Honouring bankers is hardly going to be top of anyone’s list of priorities right now. And yet there are people out there who definitely deserve recognition.
Stephen Hester would be top of my list. He took on a job that matters to every taxpayer in the country. It’s a job which is immensely challenging, and from which one day I believe we will all profit handsomely.
Yet in the meantime his reward is, well, not to be rewarded, at least by the standards of what someone of his seniority and experience could expect pretty much anywhere else in the industry. Work hard, Stephen, turn the supertanker around, oversee a profitable exit for the taxpayer, and perhaps Ed Miliband will eventually accept that you should be paid something approaching an industry norm – although don’t expect your pay to be in Bob Diamond’s league, even though there is no norm for what we expect you to do.
Where I struggle is when I see senior bankers being honoured more or less routinely just for being senior bankers. I feel the same way about Premiership footballers or movie stars, although at least their talent is somewhat rarer.
Routine custodianship of a large institution, earning handsome annual payouts and living a comfortable lifestyle, hardly seems sufficiently exceptional to merit an honour, at least if we think honours should mean something.
Creating value is different. Build a business aggressively and successfully, creating something substantial and permanent, taking risks and determining strategy, certainly merits an award of some kind.
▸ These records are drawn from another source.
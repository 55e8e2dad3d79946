use std::fmt;

use crate::{grid::Grid, hex::Rgb};

const LABEL_WIDTH: usize = 6;
const CELL_WIDTH: usize = 10;

impl fmt::Display for Grid {
  fn fmt(&self, f: &mut fmt::Formatter<'_>) -> fmt::Result {
    writeln!(f, "{}", self.title)?;
    write_header(f, &self.columns)?;

    for row in &self.rows {
      write!(f, "{:<LABEL_WIDTH$}", row.label)?;
      for cell in &row.cells {
        write!(f, "{:<CELL_WIDTH$}", cell.color.hex())?;
      }
      writeln!(f)?;
    }

    Ok(())
  }
}

/// A grid printed with 24-bit ANSI background colors behind each hex code.
pub struct Swatches<'a>(pub &'a Grid);

impl fmt::Display for Swatches<'_> {
  fn fmt(&self, f: &mut fmt::Formatter<'_>) -> fmt::Result {
    let grid = self.0;
    writeln!(f, "{}", grid.title)?;
    write_header(f, &grid.columns)?;

    for row in &grid.rows {
      write!(f, "{:<LABEL_WIDTH$}", row.label)?;
      for cell in &row.cells {
        let Rgb([r, g, b]) = cell.color;
        let [fr, fg, fb] = contrast(cell.color).0;
        // CSI 48;2 sets the background, CSI 38;2 the foreground.
        write!(
          f,
          "\x1B[48;2;{r};{g};{b}m\x1B[38;2;{fr};{fg};{fb}m {:<w$}\x1B[0m ",
          cell.color.hex(),
          w = CELL_WIDTH - 3,
        )?;
      }
      writeln!(f)?;
    }

    Ok(())
  }
}

fn write_header(f: &mut fmt::Formatter<'_>, columns: &[&str]) -> fmt::Result {
  write!(f, "{:<LABEL_WIDTH$}", "")?;
  for label in columns {
    write!(f, "{label:<CELL_WIDTH$}")?;
  }
  writeln!(f)
}

/// Black or white, whichever reads better on `background`.
pub(crate) fn contrast(background: Rgb) -> Rgb {
  let Rgb([r, g, b]) = background;
  let luma = 0.299 * f32::from(r) + 0.587 * f32::from(g) + 0.114 * f32::from(b);
  if luma > 140.0 { crate::hex::BLACK } else { crate::hex::WHITE }
}

#[cfg(test)]
mod tests {
  use super::*;
  use crate::{
    grid::GridConfig,
    hex::{BLACK, WHITE},
    mix::Blend,
    ratio::RowScale,
  };

  fn grid(scale: RowScale) -> Grid {
    GridConfig::new("Zorn on white", "#CC9933", "#E30022", "#FFFFFF").compose(scale, &Blend::Srgb)
  }

  #[test]
  fn plain_table_lists_every_cell() {
    let text = grid(RowScale::Percentage).to_string();
    let lines: Vec<_> = text.lines().collect();

    assert_eq!(lines.len(), 2 + 5);
    assert_eq!(lines[0], "Zorn on white");
    assert!(lines[1].contains("CA:CB 1:1"));
    assert!(lines[2].starts_with("100%  #cc9933"));
    assert!(lines[2].trim_end().ends_with("#e30022"));
    assert_eq!(lines[2].matches('#').count(), 5);
  }

  #[test]
  fn swatches_wrap_cells_in_escape_codes() {
    let text = Swatches(&grid(RowScale::Ratio)).to_string();
    let lines: Vec<_> = text.lines().collect();

    assert_eq!(lines.len(), 2 + 6);
    assert!(lines[2].contains("\x1B[48;2;204;153;51m"));
    assert_eq!(lines[2].matches("\x1B[0m").count(), 5);
  }

  #[test]
  fn contrast_picks_readable_text() {
    assert_eq!(contrast(WHITE), BLACK);
    assert_eq!(contrast(BLACK), WHITE);
    assert_eq!(contrast(Rgb::new(0x00, 0x31, 0x53)), WHITE);
    assert_eq!(contrast(Rgb::new(0xF2, 0x8C, 0x28)), BLACK);
  }
}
I can see why Fred Goodwin was an obvious candidate – I just wish the Honours Committee had waited a little longer.
Giving back to society, whether of oneself through public service or of what you have accumulated during your career, certainly merits some kind of recognition, albeit that recognition is rarely what provides the motivation. Anyone who commits to the frantic and all consuming task of serving as Lord Mayor certainly gets my vote.
But party donors don’t. In fact until this country gets properly (state) funded political parties independent of outside donors for their financial viability, I would automatically exclude party donors unless they could point to truly overwhelming evidence of achievement and contribution in other fields.
A lot of people would say that being a banker is reward enough for anyone in these hard times. Having gone to the brink, we have been pulled back and saved by the taxpayer. By the standards of most of industry we are still incredibly well paid.
So if we want recognition we should show we deserve it – by our actions rather than the positions we hold.
David Charters is a partner at advisory firm Partner Capital. He was formerly head of equity syndicate at Warburg and Deutsche in London.
SG

What I like about Steven Hester is that he doesn’t appear to come with a sense of entitlement. So in spite of what David Charters says (and I like him, what he says and how he says it, I just disagree with him completely right now) he’s doing a job he’s paid for. OK, they’re stiffing him on bonus, but he’s still doing what he was hired to do and doing so probably expecting the nil bonus.
I’m going to be cold: none of the financial honorees earned it. Not one of the ‘building business aggressively and successfully’. Did they advance society as a whole? Did they balance their remuneration against the lowliest worker and realise that what they did wasn’t that wonderful? Of course not. It’s the Honours System at fault. Big payers buying gongs. And what’s distressing is that it’s cross-party. My grandfather, a shop steward, would have never believed it possible.
OK sorry, same grandfather (state educated until the glorious age of 14, after which he joined the navy) would have reamed me out for poor grammar. Anyone want to comment about that? Can anyone?
Can eFC persuade me that it is a meritocracy. Does it employ women, and in what proportions. More importantly, in what roles and in what proportions compared to its male employees. Rankings of male/female employees and/or by payscale. That would be interesting.
Does it have an open culture. Can it prove it. Who gets to decide who gets a job. (the latter is the clincher). you don’t have to be honest with me. I’m only a punter. But if you can’t be honest with yourselves, I wonder about what you can do with the advertisers.
@CityHag.
there there calm down dear…..
WellHung, thank you so much for proving my point.